**Task instructions:** Among the entries, find the lines with the string "derive" and copy them.

....

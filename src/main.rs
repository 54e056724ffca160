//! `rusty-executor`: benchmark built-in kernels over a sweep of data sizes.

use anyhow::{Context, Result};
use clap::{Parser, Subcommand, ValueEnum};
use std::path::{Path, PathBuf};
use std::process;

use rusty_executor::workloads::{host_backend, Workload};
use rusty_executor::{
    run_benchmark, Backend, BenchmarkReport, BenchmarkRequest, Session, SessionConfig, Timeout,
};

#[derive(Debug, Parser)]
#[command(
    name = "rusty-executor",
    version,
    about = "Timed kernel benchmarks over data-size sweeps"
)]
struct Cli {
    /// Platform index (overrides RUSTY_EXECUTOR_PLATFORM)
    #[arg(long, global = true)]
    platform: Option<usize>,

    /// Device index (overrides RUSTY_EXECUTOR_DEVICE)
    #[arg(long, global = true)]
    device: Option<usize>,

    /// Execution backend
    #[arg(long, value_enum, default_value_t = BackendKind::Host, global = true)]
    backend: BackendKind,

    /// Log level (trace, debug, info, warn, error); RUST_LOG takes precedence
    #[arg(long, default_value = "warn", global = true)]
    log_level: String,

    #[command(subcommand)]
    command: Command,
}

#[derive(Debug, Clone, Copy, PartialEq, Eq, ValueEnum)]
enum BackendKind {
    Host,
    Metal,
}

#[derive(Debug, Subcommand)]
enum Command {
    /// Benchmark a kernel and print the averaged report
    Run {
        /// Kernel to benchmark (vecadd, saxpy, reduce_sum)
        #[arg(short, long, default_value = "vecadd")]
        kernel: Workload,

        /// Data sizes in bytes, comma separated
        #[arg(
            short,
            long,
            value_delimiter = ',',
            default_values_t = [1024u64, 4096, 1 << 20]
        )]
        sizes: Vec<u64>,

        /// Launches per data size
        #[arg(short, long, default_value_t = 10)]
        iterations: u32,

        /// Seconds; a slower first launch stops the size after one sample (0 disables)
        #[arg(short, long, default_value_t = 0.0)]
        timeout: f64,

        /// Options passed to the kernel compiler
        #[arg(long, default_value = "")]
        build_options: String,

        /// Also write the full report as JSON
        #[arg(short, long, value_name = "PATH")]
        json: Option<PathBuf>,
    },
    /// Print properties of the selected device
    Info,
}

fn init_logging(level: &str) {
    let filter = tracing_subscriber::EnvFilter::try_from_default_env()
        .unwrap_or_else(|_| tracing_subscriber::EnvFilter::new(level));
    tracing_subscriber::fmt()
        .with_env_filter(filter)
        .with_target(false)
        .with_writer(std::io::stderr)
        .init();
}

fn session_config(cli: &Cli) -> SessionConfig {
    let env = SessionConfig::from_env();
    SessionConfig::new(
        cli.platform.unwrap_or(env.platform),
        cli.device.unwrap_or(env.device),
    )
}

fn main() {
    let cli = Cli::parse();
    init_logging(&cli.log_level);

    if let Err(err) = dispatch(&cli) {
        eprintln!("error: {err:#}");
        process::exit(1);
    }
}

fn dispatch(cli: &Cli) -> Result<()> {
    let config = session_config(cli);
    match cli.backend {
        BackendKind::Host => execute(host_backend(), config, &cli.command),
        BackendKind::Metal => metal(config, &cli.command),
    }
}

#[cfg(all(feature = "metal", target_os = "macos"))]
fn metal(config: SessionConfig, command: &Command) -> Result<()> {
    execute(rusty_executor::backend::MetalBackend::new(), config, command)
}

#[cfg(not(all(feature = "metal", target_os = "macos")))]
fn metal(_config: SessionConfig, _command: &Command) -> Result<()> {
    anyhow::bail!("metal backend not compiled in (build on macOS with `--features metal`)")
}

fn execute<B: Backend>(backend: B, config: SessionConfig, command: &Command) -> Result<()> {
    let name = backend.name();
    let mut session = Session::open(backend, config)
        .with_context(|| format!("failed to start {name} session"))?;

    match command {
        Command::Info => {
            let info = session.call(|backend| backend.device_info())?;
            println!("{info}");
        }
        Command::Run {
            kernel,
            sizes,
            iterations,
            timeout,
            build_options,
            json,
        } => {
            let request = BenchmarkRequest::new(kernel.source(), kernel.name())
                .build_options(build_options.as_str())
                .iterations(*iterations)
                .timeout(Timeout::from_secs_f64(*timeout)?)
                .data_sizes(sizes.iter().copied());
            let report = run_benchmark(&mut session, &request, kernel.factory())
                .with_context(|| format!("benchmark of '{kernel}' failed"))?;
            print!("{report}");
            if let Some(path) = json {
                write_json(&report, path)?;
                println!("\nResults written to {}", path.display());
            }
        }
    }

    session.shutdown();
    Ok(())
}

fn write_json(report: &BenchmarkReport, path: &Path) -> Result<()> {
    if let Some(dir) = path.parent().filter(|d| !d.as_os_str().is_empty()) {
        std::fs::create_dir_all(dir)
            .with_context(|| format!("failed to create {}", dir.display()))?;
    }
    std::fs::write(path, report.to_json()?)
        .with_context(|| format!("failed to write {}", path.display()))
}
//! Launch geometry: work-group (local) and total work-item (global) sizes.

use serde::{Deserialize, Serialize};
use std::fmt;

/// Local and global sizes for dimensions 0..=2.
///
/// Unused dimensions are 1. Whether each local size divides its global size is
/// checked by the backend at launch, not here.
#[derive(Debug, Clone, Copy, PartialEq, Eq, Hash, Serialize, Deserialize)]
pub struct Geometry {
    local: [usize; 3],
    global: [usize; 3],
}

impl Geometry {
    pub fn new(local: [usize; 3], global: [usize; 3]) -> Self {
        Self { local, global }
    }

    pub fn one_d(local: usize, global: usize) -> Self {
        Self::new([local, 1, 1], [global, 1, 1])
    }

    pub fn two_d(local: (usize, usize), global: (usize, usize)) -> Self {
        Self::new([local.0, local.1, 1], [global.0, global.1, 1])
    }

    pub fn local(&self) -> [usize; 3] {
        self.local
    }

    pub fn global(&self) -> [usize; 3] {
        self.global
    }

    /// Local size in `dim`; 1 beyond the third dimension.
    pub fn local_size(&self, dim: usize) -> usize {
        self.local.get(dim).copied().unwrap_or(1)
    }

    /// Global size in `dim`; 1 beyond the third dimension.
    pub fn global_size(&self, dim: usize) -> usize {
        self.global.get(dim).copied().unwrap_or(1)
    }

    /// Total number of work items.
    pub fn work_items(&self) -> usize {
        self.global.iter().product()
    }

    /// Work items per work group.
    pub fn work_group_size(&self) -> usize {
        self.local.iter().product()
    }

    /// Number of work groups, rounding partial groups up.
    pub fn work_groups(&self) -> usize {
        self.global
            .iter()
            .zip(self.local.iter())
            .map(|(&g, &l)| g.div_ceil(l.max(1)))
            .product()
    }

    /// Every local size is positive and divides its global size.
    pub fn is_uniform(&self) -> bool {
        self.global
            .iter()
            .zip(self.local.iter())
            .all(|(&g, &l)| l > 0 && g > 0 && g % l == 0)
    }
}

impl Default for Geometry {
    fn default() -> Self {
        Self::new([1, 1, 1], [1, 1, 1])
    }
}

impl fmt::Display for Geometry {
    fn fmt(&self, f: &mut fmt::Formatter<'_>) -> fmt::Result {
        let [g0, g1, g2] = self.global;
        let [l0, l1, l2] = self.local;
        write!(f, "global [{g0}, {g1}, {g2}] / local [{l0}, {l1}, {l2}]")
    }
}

....

**Output:**
#[derive(Debug, Parser)]
#[derive(Debug, Clone, Copy, PartialEq, Eq, ValueEnum)]
#[derive(Debug, Subcommand)]
#[derive(Debug, Clone, Copy, PartialEq, Eq, Hash, Serialize, Deserialize)]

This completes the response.